**Problem description**
Copy out exactly the lines from the start of the data to the line containing "platform data dir)". Include both.
##### The data
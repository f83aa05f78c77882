//! Engine configuration loaded from environment variables.
//!
//! Call `dotenvy::dotenv()` first so a `.env` file can provide values.
//! Missing or unparseable values fall back to defaults.
//!
//! # Environment Variables
//!
//! Storage:
//! - `FORGE_DATA_DIR` - Directory holding `characters.json` (default: platform data dir)
//! - `FORGE_HISTORY_LIMIT` - Characters kept in history (default: 50)
//! - `FORGE_TABLES_PATH` - JSON file replacing the built-in reference tables (optional)
//!
//! Rules:
//! - `FORGE_XP_PER_CHARACTER` - Encounter budget per party member (default: 500)
//! - `FORGE_CLAMP_HIT_POINTS` - Clamp level-1 hit points to at least 1 (default: true)
//! - `FORGE_SEED` - Seed for reproducible generation (optional)
//!
//! Remote content:
//! - `FORGE_CONTENT_API_URL` - Base URL (default: https://www.dnd5eapi.co/api)
//! - `FORGE_CONTENT_ENABLED` - Allow remote calls (default: true)
//! - `FORGE_CONTENT_TIMEOUT_MS` - Per-request timeout (default: 3000)
//! - `FORGE_CONTENT_CACHE_TTL_SECS` - Cache lifetime (default: 3600)

use std::path::PathBuf;
use std::time::Duration;

use directories::ProjectDirs;
use forge_domain::{AssemblyOptions, EncounterBudget, DEFAULT_XP_PER_CHARACTER};

use crate::infrastructure::content_sources::DEFAULT_API_BASE;
use crate::infrastructure::persistence::DEFAULT_HISTORY_LIMIT;

/// Helper function to read environment variable with default fallback
fn env_or<T: std::str::FromStr>(key: &str, default: T) -> T {
    std::env::var(key)
        .ok()
        .and_then(|v| v.parse().ok())
        .unwrap_or(default)
}

fn env_opt<T: std::str::FromStr>(key: &str) -> Option<T> {
    std::env::var(key).ok().and_then(|v| v.trim().parse().ok())
}

/// Platform data directory, or `./.forge` when none can be determined.
pub fn default_data_dir() -> PathBuf {
    ProjectDirs::from("org", "forge", "character-forge")
        .map(|dirs| dirs.data_dir().to_path_buf())
        .unwrap_or_else(|| PathBuf::from(".forge"))
}

#[derive(Debug, Clone, PartialEq)]
pub struct ContentConfig {
    pub enabled: bool,
    pub api_url: String,
    pub timeout: Duration,
    pub cache_ttl: Duration,
}

impl Default for ContentConfig {
    fn default() -> Self {
        Self {
            enabled: true,
            api_url: DEFAULT_API_BASE.to_string(),
            timeout: Duration::from_millis(3_000),
            cache_ttl: Duration::from_secs(3_600),
        }
    }
}

#[derive(Debug, Clone, PartialEq)]
pub struct ForgeConfig {
    pub data_dir: PathBuf,
    pub history_limit: usize,
    pub tables_path: Option<PathBuf>,
    pub xp_per_character: u32,
    pub clamp_hit_points: bool,
    pub seed: Option<u64>,
    pub content: ContentConfig,
}

impl Default for ForgeConfig {
    fn default() -> Self {
        Self {
            data_dir: default_data_dir(),
            history_limit: DEFAULT_HISTORY_LIMIT,
            tables_path: None,
            xp_per_character: DEFAULT_XP_PER_CHARACTER,
            clamp_hit_points: true,
            seed: None,
            content: ContentConfig::default(),
        }
    }
}

impl ForgeConfig {
    pub fn from_env() -> Self {
        let defaults = Self::default();
        let content_defaults = ContentConfig::default();

        let xp_per_character = env_or("FORGE_XP_PER_CHARACTER", defaults.xp_per_character);
        let history_limit = env_or("FORGE_HISTORY_LIMIT", defaults.history_limit);

        Self {
            data_dir: env_opt::<PathBuf>("FORGE_DATA_DIR").unwrap_or(defaults.data_dir),
            history_limit: if history_limit == 0 {
                DEFAULT_HISTORY_LIMIT
            } else {
                history_limit
            },
            tables_path: env_opt("FORGE_TABLES_PATH"),
            xp_per_character: if xp_per_character == 0 {
                DEFAULT_XP_PER_CHARACTER
            } else {
                xp_per_character
            },
            clamp_hit_points: env_or("FORGE_CLAMP_HIT_POINTS", defaults.clamp_hit_points),
            seed: env_opt("FORGE_SEED"),
            content: ContentConfig {
                enabled: env_or("FORGE_CONTENT_ENABLED", content_defaults.enabled),
                api_url: env_or("FORGE_CONTENT_API_URL", content_defaults.api_url),
                timeout: Duration::from_millis(env_or("FORGE_CONTENT_TIMEOUT_MS", 3_000)),
                cache_ttl: Duration::from_secs(env_or("FORGE_CONTENT_CACHE_TTL_SECS", 3_600)),
            },
        }
    }

    pub fn assembly_options(&self) -> AssemblyOptions {
        AssemblyOptions {
            clamp_hit_points: self.clamp_hit_points,
        }
    }

    pub fn encounter_budget(&self) -> EncounterBudget {
        EncounterBudget::new(self.xp_per_character).unwrap_or_default()
    }
}
//! Validated character name newtype
//!
//! Names are valid by construction:
//! - Non-empty
//! - Within length limits
//! - Trimmed of leading/trailing whitespace

use serde::{Deserialize, Serialize};
use std::fmt;

use crate::error::DomainError;

/// Maximum length for a character name
const MAX_NAME_LENGTH: usize = 200;

/// A validated character name (non-empty, <=200 chars, trimmed)
#[derive(Debug, Clone, PartialEq, Eq, Hash, Serialize, Deserialize)]
#[serde(try_from = "String", into = "String")]
pub struct CharacterName(String);

impl CharacterName {
    /// Create a new validated character name.
    ///
    /// # Errors
    ///
    /// Returns `DomainError::Validation` if:
    /// - The name is empty after trimming
    /// - The name exceeds 200 characters after trimming
    pub fn new(name: impl Into<String>) -> Result<Self, DomainError> {
        let name = name.into();
        let trimmed = name.trim();
        if trimmed.is_empty() {
            return Err(DomainError::validation("Character name cannot be empty"));
        }
        if trimmed.chars().count() > MAX_NAME_LENGTH {
            return Err(DomainError::validation(format!(
                "Character name cannot exceed {} characters",
                MAX_NAME_LENGTH
            )));
        }
        Ok(Self(trimmed.to_string()))
    }

    /// Placeholder used when no name is supplied: "<Race> el <Class>".
    pub fn placeholder(race: &str, class: &str) -> Self {
        Self(format!("{} el {}", race, class))
    }

    /// Use `name` when it is present and valid, otherwise the placeholder.
    pub fn or_placeholder(name: Option<&str>, race: &str, class: &str) -> Result<Self, DomainError> {
        match name {
            Some(n) if !n.trim().is_empty() => Self::new(n),
            _ => Ok(Self::placeholder(race, class)),
        }
    }

    /// Returns the name as a string slice.
    pub fn as_str(&self) -> &str {
        &self.0
    }
}

impl fmt::Display for CharacterName {
    fn fmt(&self, f: &mut fmt::Formatter<'_>) -> fmt::Result {
        write!(f, "{}", self.0)
    }
}

impl TryFrom<String> for CharacterName {
    type Error = DomainError;

    fn try_from(s: String) -> Result<Self, Self::Error> {
        Self::new(s)
    }
}

impl From<CharacterName> for String {
    fn from(name: CharacterName) -> String {
        name.0
    }
}

#[cfg(test)]
mod tests {
    use super::*;

    #[test]
    fn trims_and_validates() {
        let name = CharacterName::new("  Thorin Escudo de Roble ").expect("valid");
        assert_eq!(name.as_str(), "Thorin Escudo de Roble");
        assert!(CharacterName::new("   ").is_err());
        assert!(CharacterName::new("x".repeat(201)).is_err());
    }

    #[test]
    fn blank_name_falls_back_to_placeholder() {
        let name = CharacterName::or_placeholder(Some("  "), "Humano", "Guerrero").expect("ok");
        assert_eq!(name.as_str(), "Humano el Guerrero");
        let name = CharacterName::or_placeholder(None, "Elfo", "Mago").expect("ok");
        assert_eq!(name.as_str(), "Elfo el Mago");
    }

    #[test]
    fn deserializing_empty_name_fails() {
        let parsed: Result<CharacterName, _> = serde_json::from_str("\"\"");
        assert!(parsed.is_err());
    }
}
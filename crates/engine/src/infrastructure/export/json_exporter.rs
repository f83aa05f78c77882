//! JSON export and import of single characters.
//!
//! Import reads back only the choices a record was built from. Derived
//! numbers and table data are recomputed through [`Character::assemble`], so
//! an edited file cannot smuggle in hit points or unknown table keys.

use chrono::{DateTime, Utc};
use forge_domain::generation::{CHAOS_EQUIPMENT, CHAOS_FEATURES};
use forge_domain::{
    AbilityScores, Alignment, AssemblyOptions, Character, CharacterId, CharacterRequest,
    DomainError, GenerationMethod, ReferenceTables,
};
use serde::Deserialize;
use serde_json::Value;

use crate::infrastructure::ports::ExportError;

/// Fields an imported record must carry as non-blank strings.
const REQUIRED_FIELDS: [&str; 3] = ["name", "race", "class"];

/// Pretty-printed JSON for one character.
pub fn export_json(character: &Character) -> Result<String, ExportError> {
    serde_json::to_string_pretty(character).map_err(|e| ExportError::Serialization(e.to_string()))
}

/// The choices of an exported record. Everything else in the file is ignored.
#[derive(Debug, Clone, PartialEq, Deserialize)]
#[serde(rename_all = "camelCase")]
pub struct ImportedCharacter {
    #[serde(default)]
    pub id: Option<CharacterId>,
    pub name: String,
    pub race: String,
    pub class: String,
    pub background: String,
    pub alignment: Alignment,
    pub ability_scores: AbilityScores,
    #[serde(default)]
    pub method: Option<GenerationMethod>,
    /// Kept only for chaos characters
    #[serde(default)]
    pub features: Vec<String>,
    /// Kept only for chaos characters
    #[serde(default)]
    pub equipment: Vec<String>,
    #[serde(default)]
    pub created_at: Option<DateTime<Utc>>,
}

impl ImportedCharacter {
    /// Assemble the record again against `tables`.
    ///
    /// The imported id and creation time are kept when present; `fallback_id`
    /// and `fallback_now` fill them otherwise.
    ///
    /// # Errors
    ///
    /// Any assembly error (`InvalidKey`, `OutOfRangeScore`, the method's
    /// validation), or `Validation` when chaos extras are not from the chaos
    /// tables.
    pub fn rebuild(
        self,
        tables: &ReferenceTables,
        fallback_id: CharacterId,
        fallback_now: DateTime<Utc>,
        options: AssemblyOptions,
    ) -> Result<Character, DomainError> {
        let mut request = CharacterRequest::new(
            self.race,
            self.class,
            self.background,
            self.alignment,
            self.ability_scores,
        )
        .with_name(self.name);

        if let Some(method) = self.method {
            request = request.with_method(method);
        }
        if self.method == Some(GenerationMethod::Chaos) {
            ensure_listed("feature", &self.features, &CHAOS_FEATURES)?;
            ensure_listed("equipment", &self.equipment, &CHAOS_EQUIPMENT)?;
            request = request
                .with_extra_features(self.features)
                .with_equipment(self.equipment);
        }

        Character::assemble(
            tables,
            request,
            self.id.unwrap_or(fallback_id),
            self.created_at.unwrap_or(fallback_now),
            options,
        )
    }
}

fn ensure_listed(kind: &str, items: &[String], allowed: &[&str]) -> Result<(), DomainError> {
    match items.iter().find(|item| !allowed.contains(&item.as_str())) {
        Some(item) => Err(DomainError::validation(format!(
            "Unknown chaos {}: {}",
            kind, item
        ))),
        None => Ok(()),
    }
}

/// Parse a character previously produced by [`export_json`].
///
/// # Errors
///
/// - `MissingField` when `name`, `race` or `class` is absent or blank
/// - `Serialization` for malformed JSON or any other invalid field
pub fn import_json(text: &str) -> Result<ImportedCharacter, ExportError> {
    let value: Value =
        serde_json::from_str(text).map_err(|e| ExportError::Serialization(e.to_string()))?;

    for field in REQUIRED_FIELDS {
        let present = value
            .get(field)
            .and_then(Value::as_str)
            .is_some_and(|s| !s.trim().is_empty());
        if !present {
            return Err(ExportError::MissingField(field));
        }
    }

    serde_json::from_value(value).map_err(|e| ExportError::Serialization(e.to_string()))
}
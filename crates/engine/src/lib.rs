//! Character Forge engine library.
//!
//! ## Structure
//!
//! - `use_cases/` - Character creation, encounters and enrichment
//! - `infrastructure/` - External dependency implementations (ports + adapters)
//! - `app` - Application composition

pub mod app;
pub mod infrastructure;
pub mod use_cases;

pub use app::{Adapters, App, UseCases};
pub use infrastructure::settings::ForgeConfig;
pub use use_cases::EngineError;
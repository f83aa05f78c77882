//! Ability value object - the six core character attributes.
//!
//! Provides type safety for ability references instead of magic strings like
//! "STR" or "Fuerza". The reference tables name saving throws in Spanish, so
//! parsing accepts abbreviations, English and Spanish names.

use serde::{Deserialize, Serialize};
use std::fmt;
use std::str::FromStr;

use crate::error::DomainError;

/// One of the six ability scores.
#[derive(Debug, Clone, Copy, PartialEq, Eq, Hash, PartialOrd, Ord, Serialize, Deserialize)]
#[serde(rename_all = "lowercase")]
pub enum Ability {
    /// Strength - physical power
    Strength,
    /// Dexterity - agility and reflexes
    Dexterity,
    /// Constitution - endurance and health
    Constitution,
    /// Intelligence - reasoning and memory
    Intelligence,
    /// Wisdom - perception and insight
    Wisdom,
    /// Charisma - force of personality
    Charisma,
}

impl Ability {
    /// All abilities in canonical sheet order.
    pub const ALL: [Ability; 6] = [
        Self::Strength,
        Self::Dexterity,
        Self::Constitution,
        Self::Intelligence,
        Self::Wisdom,
        Self::Charisma,
    ];

    /// Returns the short uppercase string representation (e.g., "STR", "DEX").
    pub fn as_str(&self) -> &'static str {
        match self {
            Self::Strength => "STR",
            Self::Dexterity => "DEX",
            Self::Constitution => "CON",
            Self::Intelligence => "INT",
            Self::Wisdom => "WIS",
            Self::Charisma => "CHA",
        }
    }

    /// Lowercase key used in serialized score maps (e.g., "strength").
    pub fn key(&self) -> &'static str {
        match self {
            Self::Strength => "strength",
            Self::Dexterity => "dexterity",
            Self::Constitution => "constitution",
            Self::Intelligence => "intelligence",
            Self::Wisdom => "wisdom",
            Self::Charisma => "charisma",
        }
    }

    /// Returns the full English name (e.g., "Strength").
    pub fn display_name(&self) -> &'static str {
        match self {
            Self::Strength => "Strength",
            Self::Dexterity => "Dexterity",
            Self::Constitution => "Constitution",
            Self::Intelligence => "Intelligence",
            Self::Wisdom => "Wisdom",
            Self::Charisma => "Charisma",
        }
    }

    /// Name as written in the reference tables (e.g., "Fuerza").
    pub fn spanish_name(&self) -> &'static str {
        match self {
            Self::Strength => "Fuerza",
            Self::Dexterity => "Destreza",
            Self::Constitution => "Constitución",
            Self::Intelligence => "Inteligencia",
            Self::Wisdom => "Sabiduría",
            Self::Charisma => "Carisma",
        }
    }

    /// Position in [`Ability::ALL`].
    pub fn index(&self) -> usize {
        match self {
            Self::Strength => 0,
            Self::Dexterity => 1,
            Self::Constitution => 2,
            Self::Intelligence => 3,
            Self::Wisdom => 4,
            Self::Charisma => 5,
        }
    }
}

impl fmt::Display for Ability {
    fn fmt(&self, f: &mut fmt::Formatter<'_>) -> fmt::Result {
        write!(f, "{}", self.as_str())
    }
}

impl FromStr for Ability {
    type Err = DomainError;

    fn from_str(s: &str) -> Result<Self, Self::Err> {
        match s.trim().to_lowercase().as_str() {
            "str" | "strength" | "fue" | "fuerza" => Ok(Self::Strength),
            "dex" | "dexterity" | "des" | "destreza" => Ok(Self::Dexterity),
            "con" | "constitution" | "constitución" | "constitucion" => Ok(Self::Constitution),
            "int" | "intelligence" | "inteligencia" => Ok(Self::Intelligence),
            "wis" | "wisdom" | "sab" | "sabiduría" | "sabiduria" => Ok(Self::Wisdom),
            "cha" | "charisma" | "car" | "carisma" => Ok(Self::Charisma),
            other => Err(DomainError::parse(format!("Unknown ability: {}", other))),
        }
    }
}

#[cfg(test)]
mod tests {
    use super::*;

    #[test]
    fn test_ability_as_str() {
        assert_eq!(Ability::Strength.as_str(), "STR");
        assert_eq!(Ability::Dexterity.as_str(), "DEX");
        assert_eq!(Ability::Charisma.as_str(), "CHA");
    }

    #[test]
    fn test_ability_from_str() {
        assert_eq!(Ability::from_str("STR"), Ok(Ability::Strength));
        assert_eq!(Ability::from_str("dexterity"), Ok(Ability::Dexterity));
        assert_eq!(Ability::from_str("Constitución"), Ok(Ability::Constitution));
        assert_eq!(Ability::from_str("Sabiduría"), Ok(Ability::Wisdom));
        assert!(Ability::from_str("Suerte").is_err());
    }

    #[test]
    fn test_index_matches_all_order() {
        for (i, ability) in Ability::ALL.iter().enumerate() {
            assert_eq!(ability.index(), i);
        }
    }

    #[test]
    fn test_ability_serde_uses_lowercase_key() {
        let json = serde_json::to_string(&Ability::Wisdom).expect("serialize");
        assert_eq!(json, "\"wisdom\"");
        let parsed: Ability = serde_json::from_str(&json).expect("deserialize");
        assert_eq!(parsed, Ability::Wisdom);
    }
}
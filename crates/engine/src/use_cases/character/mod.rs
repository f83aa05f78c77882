//! Character creation use cases.
//!
//! Every creation path stamps a fresh id and timestamp, assembles the
//! character in the domain, then records it in the history. A history failure
//! is logged and does not fail the creation.

use std::sync::Arc;

use forge_domain::{
    AssemblyOptions, Character, CharacterId, CharacterRequest, CreationWizard, FixedChoices,
    GenerationMethod, GenerationOptions, RandomCharacterGenerator, ReferenceTables,
};

use crate::infrastructure::export::import_json;
use crate::infrastructure::ports::{rng_fn, CharacterHistoryRepo, ClockPort, RandomPort};
use crate::use_cases::EngineError;

/// Container for character use cases.
pub struct CharacterUseCases {
    tables: Arc<ReferenceTables>,
    history: Arc<dyn CharacterHistoryRepo>,
    clock: Arc<dyn ClockPort>,
    random: Arc<dyn RandomPort>,
    assembly: AssemblyOptions,
}

impl CharacterUseCases {
    pub fn new(
        tables: Arc<ReferenceTables>,
        history: Arc<dyn CharacterHistoryRepo>,
        clock: Arc<dyn ClockPort>,
        random: Arc<dyn RandomPort>,
        assembly: AssemblyOptions,
    ) -> Self {
        Self {
            tables,
            history,
            clock,
            random,
            assembly,
        }
    }

    pub fn tables(&self) -> &ReferenceTables {
        &self.tables
    }

    fn next_id(&self) -> CharacterId {
        CharacterId::from_uuid(self.random.gen_uuid())
    }

    /// Random character; `fixed` pins any of race, class, background, alignment or name.
    pub async fn create_random(
        &self,
        options: GenerationOptions,
        fixed: &FixedChoices,
    ) -> Result<Character, EngineError> {
        let generator = RandomCharacterGenerator::new(&self.tables);
        let mut rng = rng_fn(self.random.as_ref());
        let character = generator.generate(
            fixed,
            options,
            self.next_id(),
            self.clock.now(),
            self.assembly,
            &mut rng,
        )?;
        self.record(&character, if options.chaos { "chaos" } else { "random" })
            .await;
        Ok(character)
    }

    pub async fn create_custom(&self, request: CharacterRequest) -> Result<Character, EngineError> {
        let character = Character::assemble(
            &self.tables,
            request,
            self.next_id(),
            self.clock.now(),
            self.assembly,
        )?;
        self.record(&character, "custom").await;
        Ok(character)
    }

    /// Switch the wizard's score method, rolling with the engine's randomness.
    pub fn set_wizard_method(&self, wizard: &mut CreationWizard, method: GenerationMethod) {
        let mut rng = rng_fn(self.random.as_ref());
        wizard.set_method(&self.tables, method, &mut rng);
    }

    pub async fn run_wizard_finish(&self, wizard: &CreationWizard) -> Result<Character, EngineError> {
        let character =
            wizard.finish(&self.tables, self.next_id(), self.clock.now(), self.assembly)?;
        self.record(&character, "wizard").await;
        Ok(character)
    }

    /// Import an exported record and add it to the history.
    ///
    /// The record is assembled again from its choices; derived fields in the
    /// file are ignored.
    pub async fn import(&self, text: &str) -> Result<Character, EngineError> {
        let character = import_json(text)?.rebuild(
            &self.tables,
            self.next_id(),
            self.clock.now(),
            self.assembly,
        )?;
        self.history.save(&character).await?;
        tracing::info!(
            character_id = %character.id(),
            name = %character.name(),
            "Character imported"
        );
        Ok(character)
    }

    pub async fn history(&self) -> Result<Vec<Character>, EngineError> {
        Ok(self.history.list().await?)
    }

    pub async fn get(&self, id: CharacterId) -> Result<Character, EngineError> {
        self.history
            .get(id)
            .await?
            .ok_or(EngineError::CharacterNotFound(id))
    }

    /// Find a saved character by full id or by a unique id prefix.
    pub async fn find(&self, id_or_prefix: &str) -> Result<Character, EngineError> {
        let key = id_or_prefix.trim().to_lowercase();
        if let Ok(id) = key.parse::<CharacterId>() {
            return self.get(id).await;
        }
        if key.is_empty() {
            return Err(EngineError::InvalidCharacterId(id_or_prefix.to_string()));
        }
        let mut matches = self
            .history
            .list()
            .await?
            .into_iter()
            .filter(|c| c.id().to_string().starts_with(&key));
        match (matches.next(), matches.next()) {
            (Some(character), None) => Ok(character),
            _ => Err(EngineError::InvalidCharacterId(id_or_prefix.to_string())),
        }
    }

    pub async fn latest(&self) -> Result<Option<Character>, EngineError> {
        Ok(self.history.latest().await?)
    }

    pub async fn delete(&self, id: CharacterId) -> Result<(), EngineError> {
        if self.history.delete(id).await? {
            tracing::info!(character_id = %id, "Character deleted");
            Ok(())
        } else {
            Err(EngineError::CharacterNotFound(id))
        }
    }

    async fn record(&self, character: &Character, source: &'static str) {
        tracing::info!(
            character_id = %character.id(),
            race = character.race(),
            class = character.class(),
            source,
            "Character created"
        );
        if let Err(e) = self.history.save(character).await {
            tracing::warn!(
                character_id = %character.id(),
                error = %e,
                "Failed to save character to history"
            );
        }
    }
}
##########
**Response**
repository f83aa05f78c77882
//! Engine configuration loaded from environment variables.
//!
//! Call `dotenvy::dotenv()` first so a `.env` file can provide values.
//! Missing or unparseable values fall back to defaults.
//!
//! # Environment Variables
//!
//! Storage:
//! - `FORGE_DATA_DIR` - Directory holding `characters.json` (default: platform data dir)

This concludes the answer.